18 de junio 2004 - 00:00

Pagará gobierno alto costo por Río Turbio

Unas 4.000 personas despidieron ayer los restos de los trabajadores de la mina de Río Turbio, donde aún hay siete obreros desaparecidos.
Unas 4.000 personas despidieron ayer los restos de los trabajadores de la mina de Río Turbio, donde aún hay siete obreros desaparecidos.
El gobierno ratificó ayer que realizará inversiones para reactivar la mina de carbón de Río Turbio, luego del accidente del lunes que provocó la muerte de siete trabajadores y la desaparición de otros siete. Pero antes de poner en marcha las obras anunciadas a principios de mes, primero se deberá afrontar la reconstrucción del yacimiento tras los desmoronamientos, y pagar las indemnizaciones a las familias de las víctimas, incluyendo la posibilidad de que además se concreten juicios al Estado nacional y al gobierno de Santa Cruz.

La mina de carbón de Río Turbio, perteneciente a Yacimientos Carboníferos Fiscales (YCF) hasta su concesión a un consorcio privado en 1994, estuvo siempre bajo jurisdicción del Estado nacional, y en este momento depende del Ministerio de Planificación, lo que explica la presencia del ministro Julio De Vido en la localidad santacruceña, a las pocas horas de producirse los hechos.

Pero a su vez, el poder de policía sobre las condiciones de seguridad y las laborales corresponde a la gobernación de Santa Cruz, y esto fue así aun durante la etapa en que estuvo concesionada al consorcio conformado por el grupo Taselli, el mismo que opera Ferrocarriles Metropolitano y debió salir en condiciones conflictivas de la empresa eléctrica de Catamarca.


La responsabilidad del gobierno nacional y del provincial sobre el accidente parece un hecho incontrastable, si se considera una versión confiable según la cual la Superintendencia de Riesgos del Trabajo había observado a principios de este año que en Río Turbio, el índice de accidentalidad duplica el promedio estimado para la actividad minera.

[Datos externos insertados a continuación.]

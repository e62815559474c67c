use gapflight_engine::Scene;
use ratatui::{
    buffer::Buffer,
    layout::Rect,
    text::{Line, Span},
    widgets::{Block as BlockWidget, BlockExt as _, Paragraph, Widget},
};

use crate::view::style;

/// Side panel with the run's counters.
pub struct StatusDisplay<'a> {
    scene: &'a Scene,
    tick_rate: Option<f64>,
    attempts: Option<u32>,
    block: Option<BlockWidget<'a>>,
}

impl<'a> StatusDisplay<'a> {
    pub fn new(scene: &'a Scene) -> Self {
        Self {
            scene,
            tick_rate: None,
            attempts: None,
            block: None,
        }
    }

    /// Shows the measured ticks per second.
    pub fn tick_rate(self, tick_rate: Option<f64>) -> Self {
        Self { tick_rate, ..self }
    }

    pub fn attempts(self, attempts: u32) -> Self {
        Self {
            attempts: Some(attempts),
            ..self
        }
    }

    pub fn block(self, block: BlockWidget<'a>) -> Self {
        Self {
            block: Some(block),
            ..self
        }
    }

    pub fn height(&self) -> u16 {
        u16::try_from(self.lines().len()).unwrap_or(u16::MAX)
            + super::block_vertical_margin(self.block.as_ref())
    }

    fn lines(&self) -> Vec<Line<'static>> {
        let mut rows = vec![("MODE:", self.scene.mode.to_string())];
        if let Some(generation) = self.scene.generation {
            rows.push(("GENERATION:", generation.to_string()));
            rows.push(("ALIVE:", self.scene.alive.to_string()));
        }
        if let Some(attempts) = self.attempts {
            rows.push(("ATTEMPT:", attempts.to_string()));
        }
        rows.push(("SCORE:", self.scene.score.to_string()));
        rows.push(("HIGH SCORE:", self.scene.high_score.to_string()));
        if let Some(rate) = self.tick_rate {
            rows.push(("TICKS/S:", format!("{rate:.1}")));
        }

        rows.into_iter()
            .map(|(label, value)| {
                Line::from(vec![
                    Span::styled(format!("{label:<12}"), style::LABEL),
                    Span::styled(value, style::VALUE),
                ])
            })
            .collect()
    }
}

impl Widget for StatusDisplay<'_> {
    fn render(self, area: Rect, buf: &mut Buffer) {
        self.block.as_ref().render(area, buf);
        let area = self.block.inner_if_some(area);
        Paragraph::new(self.lines()).render(area, buf);
    }
}
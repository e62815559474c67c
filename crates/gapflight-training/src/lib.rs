//! Evolutionary training of gap-flying agents.
//!
//! This crate drives [`gapflight_engine`] agents through generations:
//!
//! - [`Trainer`]: the per-tick loop over two cohorts and the
//!   generation-end transition
//! - [`Evolution`]: elitist tournament selection and roulette breeding
//! - [`operators`]: BLX-α crossover and Gaussian mutation
//! - [`CheckpointStore`]: JSON snapshots of selected survivors
//! - [`TrainingConfig`]: run parameters, loadable from a JSON file
//!
//! Everything random is drawn from explicitly seeded [`rand_pcg::Pcg32`]
//! streams, so a run is reproducible from its configuration.

pub use self::{checkpoint::*, config::*, evolution::*, population::*, stats::*, trainer::*};

mod checkpoint;
mod config;
mod evolution;
pub mod operators;
mod population;
mod stats;
mod trainer;
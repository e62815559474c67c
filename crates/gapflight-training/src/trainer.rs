//! The training loop.
//!
//! A [`Trainer`] owns everything a run needs: the course, both cohorts, the
//! breeding RNG and the checkpoint store. Each call to [`Trainer::tick`]
//! advances the course by one step and moves every living agent; when the
//! last agent of both cohorts has died, the generation ends within the
//! same call:
//!
//! 1. the generation number is incremented and the high score updated,
//! 2. survivors are selected from the previous cohort followed by the
//!    current one, and reset to start a fresh life,
//! 3. a new cohort is bred from the survivors,
//! 4. the course is reset and reseeded,
//! 5. survivors are checkpointed if the new generation number is a
//!    multiple of the checkpoint frequency.
//!
//! The survivors then replay the course next to their offspring, so the
//! best known genome is re-scored on every generation.

use std::{
    mem,
    path::{Path, PathBuf},
};

use gapflight_engine::{Agent, AgentSprite, Course, Mode, Scene};
use rand_pcg::Pcg32;
use tracing::{debug, info, warn};

use crate::{
    FitnessStats,
    checkpoint::{CheckpointError, CheckpointStore},
    config::{ConfigError, TrainingConfig},
    evolution::{Evolution, EvolutionError, EvolutionPhase, SelectionError},
    population::Population,
};

#[derive(Debug, derive_more::Display, derive_more::Error, derive_more::From)]
pub enum TrainingError {
    #[display("invalid configuration")]
    Config { source: ConfigError },
    #[display("checkpoint failed")]
    Checkpoint { source: CheckpointError },
    #[display("selection failed")]
    Selection { source: SelectionError },
    #[display("breeding failed")]
    Evolution { source: EvolutionError },
}

/// Summary of a finished generation.
#[derive(Debug, Clone)]
pub struct GenerationReport {
    /// Number of the generation that just finished.
    pub generation: u32,
    /// Fitness over both cohorts.
    pub stats: Option<FitnessStats>,
    /// High score after the update.
    pub high_score: u32,
    /// Directory of the checkpoint written at this boundary.
    pub checkpoint: Option<PathBuf>,
}

#[derive(Debug, Clone, derive_more::IsVariant)]
pub enum TickOutcome {
    Running,
    GenerationCompleted(GenerationReport),
}

#[derive(Debug)]
pub struct Trainer {
    config: TrainingConfig,
    evolution: Evolution,
    course: Course,
    breeding_rng: Pcg32,
    current: Population,
    previous: Population,
    generation: u32,
    high_score: u32,
    phase: EvolutionPhase,
    store: CheckpointStore,
}

impl Trainer {
    /// Columns visible to policy agents.
    pub const WINDOW: usize = 4;
    /// Stream of the breeding RNG; the obstacle stream uses the default one.
    const BREEDING_STREAM: u64 = 0x0b5e_ed00;

    /// Starts a fresh run from random genomes.
    pub fn new(config: TrainingConfig) -> Result<Self, TrainingError> {
        config.validate()?;
        let mut trainer = Self::empty(config);
        let agents = trainer.evolution.generate_new_population(
            trainer.config.population_size,
            None,
            &mut trainer.breeding_rng,
        )?;
        trainer.current = Population::new(trainer.generation, agents);
        info!(
            mode = %trainer.config.mode,
            population = trainer.config.population_size,
            seed = trainer.config.seed,
            "starting fresh run"
        );
        Ok(trainer)
    }

    /// Resumes from the generation saved in `dir`.
    ///
    /// The loaded agents become the previous cohort and a new cohort is
    /// bred from them right away, so both are evaluated in the first
    /// generation after the checkpoint.
    pub fn resume(config: TrainingConfig, dir: &Path) -> Result<Self, TrainingError> {
        config.validate()?;
        let checkpoint = CheckpointStore::load(dir, config.mode)?;
        if checkpoint.agents.len() != config.population_size {
            warn!(
                loaded = checkpoint.agents.len(),
                population = config.population_size,
                "checkpoint size differs from the configured population size"
            );
        }

        let mut trainer = Self::empty(config);
        trainer.generation = checkpoint.generation + 1;
        trainer.high_score = checkpoint.best_fitness();

        let mut survivors = checkpoint.agents;
        let offspring = trainer.evolution.generate_new_population(
            trainer.config.population_size,
            Some(&survivors),
            &mut trainer.breeding_rng,
        )?;
        for agent in &mut survivors {
            agent.reset_values();
        }
        trainer.previous = Population::new(trainer.generation, survivors);
        trainer.current = Population::new(trainer.generation, offspring);
        info!(
            generation = trainer.generation,
            high_score = trainer.high_score,
            alive = trainer.num_alive(),
            "resumed from checkpoint"
        );
        Ok(trainer)
    }

    fn empty(config: TrainingConfig) -> Self {
        Self {
            evolution: Evolution::new(config.mode, config.evolution.clone()),
            course: Course::new(config.course_params()),
            breeding_rng: Pcg32::new(config.seed, Self::BREEDING_STREAM),
            current: Population::default(),
            previous: Population::default(),
            generation: 1,
            high_score: 0,
            phase: EvolutionPhase::Evaluating,
            store: CheckpointStore::new(config.checkpoint_dir.clone()),
            config,
        }
    }

    #[must_use]
    pub fn config(&self) -> &TrainingConfig {
        &self.config
    }

    #[must_use]
    pub fn mode(&self) -> Mode {
        self.config.mode
    }

    #[must_use]
    pub fn generation(&self) -> u32 {
        self.generation
    }

    #[must_use]
    pub fn high_score(&self) -> u32 {
        self.high_score
    }

    /// Step of the generation cycle the trainer is in.
    ///
    /// A generation ends inside a single [`Trainer::tick`], so between
    /// successful calls this is always [`EvolutionPhase::Evaluating`]. After
    /// a tick fails at a generation boundary it names the step that failed:
    /// selection errors leave [`EvolutionPhase::Selecting`], breeding and
    /// checkpoint errors leave [`EvolutionPhase::Breeding`].
    #[must_use]
    pub fn phase(&self) -> EvolutionPhase {
        self.phase
    }

    #[must_use]
    pub fn camera(&self) -> u32 {
        self.course.camera()
    }

    /// Living agents across both cohorts.
    #[must_use]
    pub fn num_alive(&self) -> usize {
        self.current.alive_count() + self.previous.alive_count()
    }

    #[must_use]
    pub fn current(&self) -> &Population {
        &self.current
    }

    #[must_use]
    pub fn previous(&self) -> &Population {
        &self.previous
    }

    /// Advances the run by one tick, ending the generation if nobody is left.
    pub fn tick(&mut self) -> Result<TickOutcome, TrainingError> {
        self.course.advance();
        let camera = self.course.camera();
        let window = self.course.window(Self::WINDOW);
        let ceiling = self.high_score.saturating_add(self.config.score_margin);

        self.current.step(&window, camera, ceiling);
        self.previous.step(&window, camera, ceiling);

        if self.num_alive() > 0 {
            return Ok(TickOutcome::Running);
        }
        let report = self.end_generation()?;
        Ok(TickOutcome::GenerationCompleted(report))
    }

    /// Ticks until `should_quit` returns `true` for an outcome.
    ///
    /// The predicate is consulted after every tick, so a quit never
    /// interrupts a generation boundary halfway.
    pub fn run<F>(&mut self, mut should_quit: F) -> Result<(), TrainingError>
    where
        F: FnMut(&TickOutcome) -> bool,
    {
        loop {
            let outcome = self.tick()?;
            if should_quit(&outcome) {
                return Ok(());
            }
        }
    }

    fn end_generation(&mut self) -> Result<GenerationReport, TrainingError> {
        let finished = self.generation;
        let population_size = self.config.population_size;
        self.generation += 1;

        let mut pool = mem::take(&mut self.previous).into_agents();
        pool.append(&mut mem::take(&mut self.current).into_agents());

        let stats = FitnessStats::new(pool.iter().map(Agent::fitness));
        let best = pool.iter().map(Agent::fitness).max().unwrap_or(0);
        self.high_score = self.high_score.max(best);

        self.phase = EvolutionPhase::Selecting;
        let mut survivors =
            self.evolution
                .next_population_selection(pool, population_size, &mut self.breeding_rng)?;
        for agent in &mut survivors {
            agent.reset_values();
        }

        self.phase = EvolutionPhase::Breeding;
        let offspring = self.evolution.generate_new_population(
            population_size,
            Some(&survivors),
            &mut self.breeding_rng,
        )?;
        self.course.reset();

        let checkpoint = if self.generation % self.config.checkpoint_freq == 0 {
            Some(self.store.save(&survivors, self.generation, self.config.mode)?)
        } else {
            None
        };

        self.previous = Population::new(self.generation, survivors);
        self.current = Population::new(self.generation, offspring);
        self.phase = EvolutionPhase::Evaluating;

        if let Some(stats) = &stats {
            info!(
                generation = finished,
                max = stats.max,
                mean = stats.mean,
                median = stats.median,
                high_score = self.high_score,
                "generation finished"
            );
        }
        debug!(generation = self.generation, alive = self.num_alive(), "next generation");

        Ok(GenerationReport {
            generation: finished,
            stats,
            high_score: self.high_score,
            checkpoint,
        })
    }

    /// Snapshot for renderers.
    ///
    /// With `single`, only one agent is shown: the first living survivor,
    /// or else the first living offspring.
    #[must_use]
    pub fn scene(&self, single: bool) -> Scene {
        let agents = if single {
            self.previous
                .first_alive()
                .map(|a| AgentSprite::of(a, true))
                .or_else(|| self.current.first_alive().map(|a| AgentSprite::of(a, false)))
                .into_iter()
                .collect()
        } else {
            self.current
                .sprites(false)
                .chain(self.previous.sprites(true))
                .collect()
        };
        let camera = self.course.camera();
        Scene {
            mode: self.config.mode,
            camera,
            agents,
            obstacles: Scene::obstacles_on_screen(&self.course),
            generation: Some(self.generation),
            alive: self.num_alive(),
            high_score: self.high_score.max(camera),
            score: camera,
        }
    }
}
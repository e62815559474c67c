use std::{collections::VecDeque, ops::RangeInclusive};

use rand::{Rng as _, SeedableRng as _};
use rand_pcg::Pcg32;

use crate::{Field, GapColumn};

/// Produces gap columns from a re-seedable random stream.
///
/// # Determinism
///
/// The stream owns its own [`Pcg32`] and draws exactly one value per
/// spawned column. Calling [`Self::reset`] rewinds the generator to the
/// original seed, so every generation of a run (and every agent inside a
/// generation) faces the same sequence of columns at the same ticks.
///
/// # Cadence
///
/// A column is spawned on the first tick after a reset and then every
/// `spawn_interval` ticks. Columns appear at the right edge of the field
/// and are evicted, oldest first, once they have scrolled a full box width
/// behind the camera.
///
/// # Example
///
/// ```
/// use gapflight_engine::ObstacleStream;
///
/// let mut a = ObstacleStream::new(0, 4, 57);
/// let mut b = ObstacleStream::new(0, 4, 57);
/// for tick in 1..=500 {
///     a.advance(tick * 8);
///     b.advance(tick * 8);
/// }
/// assert!(a.columns().eq(b.columns()));
/// ```
#[derive(Debug, Clone)]
pub struct ObstacleStream {
    seed: u64,
    rng: Pcg32,
    gap_rows: usize,
    spawn_interval: u32,
    ticks_since_spawn: u32,
    columns: VecDeque<GapColumn>,
}

impl ObstacleStream {
    /// Range the gap's first clear row is drawn from.
    pub const GAP_OFFSET_RANGE: RangeInclusive<usize> = 1..=5;

    /// Creates a stream positioned at the start of a generation.
    #[must_use]
    pub fn new(seed: u64, gap_rows: usize, spawn_interval: u32) -> Self {
        Self {
            seed,
            rng: Pcg32::seed_from_u64(seed),
            gap_rows,
            spawn_interval,
            ticks_since_spawn: spawn_interval,
            columns: VecDeque::new(),
        }
    }

    /// Number of ticks between two spawns for the given pacing parameters.
    ///
    /// `box_gap` is the distance between columns measured in camera steps
    /// per second; dividing by the camera speed and multiplying by the tick
    /// rate yields a tick count, rounded up. Out-of-range products saturate.
    #[must_use]
    pub fn spawn_interval(box_gap: u32, fps: u32, camera_speed: u32) -> u32 {
        box_gap.saturating_mul(fps).div_ceil(camera_speed).max(1)
    }

    #[must_use]
    pub fn seed(&self) -> u64 {
        self.seed
    }

    /// Clears all columns and rewinds the random stream to its seed.
    pub fn reset(&mut self) {
        self.rng = Pcg32::seed_from_u64(self.seed);
        self.ticks_since_spawn = self.spawn_interval;
        self.columns.clear();
    }

    /// Advances the stream by one tick with the camera at `camera`.
    ///
    /// Spawns a column if one is due, then evicts columns that are fully
    /// behind the camera. Returns the spawned column, if any.
    pub fn advance(&mut self, camera: u32) -> Option<GapColumn> {
        self.ticks_since_spawn = self.ticks_since_spawn.saturating_add(1);
        let spawned = (self.ticks_since_spawn >= self.spawn_interval).then(|| {
            self.ticks_since_spawn = 0;
            self.spawn(camera)
        });
        self.evict(camera);
        spawned
    }

    /// Appends a new column at the right edge of the field.
    pub fn spawn(&mut self, camera: u32) -> GapColumn {
        let gap_offset = self.rng.random_range(Self::GAP_OFFSET_RANGE);
        let x = Field::WIDTH.saturating_add(camera);
        let column = GapColumn::new(x, gap_offset, self.gap_rows);
        self.columns.push_back(column);
        column
    }

    /// Removes columns whose right edge is more than one box width behind the camera.
    pub fn evict(&mut self, camera: u32) {
        let margin = -i64::from(GapColumn::ROW_SIZE);
        while self
            .columns
            .front()
            .is_some_and(|column| column.screen_x(camera) < margin)
        {
            self.columns.pop_front();
        }
    }

    /// Iterates over active columns in spawn order.
    pub fn columns(&self) -> impl Iterator<Item = &GapColumn> + '_ {
        self.columns.iter()
    }

    /// Number of active columns.
    #[must_use]
    pub fn len(&self) -> usize {
        self.columns.len()
    }

    #[must_use]
    pub fn is_empty(&self) -> bool {
        self.columns.is_empty()
    }
}

#[cfg(test)]
mod tests {
    use super::*;

    fn drive(stream: &mut ObstacleStream, ticks: u32, camera_speed: u32) -> Vec<GapColumn> {
        (1..=ticks)
            .filter_map(|tick| stream.advance(tick * camera_speed))
            .collect()
    }

    #[test]
    fn test_spawn_interval_rounds_up() {
        assert_eq!(ObstacleStream::spawn_interval(9, 50, 8), 57);
        assert_eq!(ObstacleStream::spawn_interval(8, 50, 8), 50);
        assert_eq!(ObstacleStream::spawn_interval(0, 50, 8), 1);
        assert_eq!(ObstacleStream::spawn_interval(u32::MAX, 50, 1), u32::MAX);
    }

    #[test]
    fn test_first_column_spawns_on_first_tick() {
        let mut stream = ObstacleStream::new(0, 4, 57);
        let column = stream.advance(8).unwrap();
        assert_eq!(column.x(), Field::WIDTH + 8);
        assert_eq!(stream.advance(16), None);
    }

    #[test]
    fn test_spawn_cadence() {
        let mut stream = ObstacleStream::new(3, 4, 10);
        let spawned = drive(&mut stream, 31, 8);
        let xs: Vec<_> = spawned.iter().map(GapColumn::x).collect();
        assert_eq!(
            xs,
            vec![Field::WIDTH + 8, Field::WIDTH + 88, Field::WIDTH + 168, Field::WIDTH + 248]
        );
    }

    #[test]
    fn test_offsets_within_range() {
        let mut stream = ObstacleStream::new(42, 4, 1);
        for column in drive(&mut stream, 1000, 8) {
            assert!(ObstacleStream::GAP_OFFSET_RANGE.contains(&column.gap_offset()));
            assert_eq!(column.gap_rows(), 4);
        }
    }

    #[test]
    fn test_same_seed_same_sequence() {
        let mut a = ObstacleStream::new(7, 4, 57);
        let mut b = ObstacleStream::new(7, 4, 57);
        assert_eq!(drive(&mut a, 3000, 8), drive(&mut b, 3000, 8));
    }

    #[test]
    fn test_reset_replays_sequence() {
        let mut stream = ObstacleStream::new(11, 4, 20);
        let first = drive(&mut stream, 2000, 8);
        stream.reset();
        assert!(stream.is_empty());
        let second = drive(&mut stream, 2000, 8);
        assert_eq!(first, second);
    }

    #[test]
    fn test_evicts_columns_behind_camera() {
        let mut stream = ObstacleStream::new(0, 4, 1000);
        stream.advance(0);
        assert_eq!(stream.len(), 1);
        // column spans [1280, 1340); evicted once x - camera < -60
        stream.evict(1340);
        assert_eq!(stream.len(), 1);
        stream.evict(1341);
        assert!(stream.is_empty());
    }

    #[test]
    fn test_active_set_stays_bounded() {
        let mut stream = ObstacleStream::new(5, 4, 57);
        for tick in 1..=10_000 {
            stream.advance(tick * 8);
            assert!(stream.len() <= 5);
        }
    }
}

Hay quienes afirman que el deterioro del yacimiento comenzóa fines de la década del '80, cuando el carbón empezó a ser reemplazado por el petróleo y el gas natural para producir electricidad, calefaccionar y utilizarse en procesos productivos. Pero la decadencia se habría afianzado tras un proceso polémico de privatización que terminó con la adjudicación al grupo liderado por la Federación de Luz y Fuerza y Sergio Taselli.

Según el pliego de la licitación, la mina debía producir carbón sólo para abastecer a la central térmica de San Nicolás, lo que significaba unas 20.000 toneladas anuales, frente las 600.000 toneladas que se extraían en la década del '70. Para tan exigua producción, el pliego también otorgaba un subsidio de más de 20 millones de dólares al concesionario para pagar salarios.

• Desactivación

La mina fue paulatinamente desactivándose y sus bienes quedaron en desuso por falta de mantenimiento o enajenados. Estas y otras irregularidades, llevaron a que el ex ministro de Infraestructura de Fernando de la Rúa, Carlos Bastos, decidiera cortar el subsidio, tras lo cual el concesionario inició movimientos para retirarse e iniciar acciones legales, hasta que el contrato fue rescindido a mediados de 2002 por el gobierno de Eduardo Duhalde.

Recién en junio de este año, Kirchner planteó reactivar la mina con una inversión de $ 320 millones en tres años.
El objetivo era -o es-pasar de una producción actual de 25 a 30.000 toneladas a unas 200.000 toneladas. El carbón de la mina es adquirido por una empresa holandesa que después lo revende a Chile dentro de un volumen mucho más grande.

El propósito oficial es venderle carbón directamente a Chile a través de Puerto Natale, que queda a pocos kilómetros de Río Turbio, para llegar desde ese punto al mercado del país trasandino. La necesidad de carbón se reanimó en Chile precisamente luego de la crisis del gas en nuestro país, y la empresa energética AES de EE.UU. recomendó instalar generadoras eléctricas a carbón.


Con los años algunas cosas cambiaron: hay tecnología para que el uso del carbón en generación eléctrica ya no sea contaminante, y el carbón de Río Turbio es apto para este fin, aunque sólo puede usarse en una proporción de 15 a 20% en la siderurgia para la producción de coque.

No obstante, la minería de carbón tiene fuertes consecuencias ambientales y se la considera altamente negativa para la salud humana, por lo cual es muy criticada por las entidades ecologistas y en los países desarrollados está sujeta actualmente a regulaciones muy severas.


En la Argentina, esto estuvo fuera de consideración tanto durante la concesión privada como con la posterior reestatización.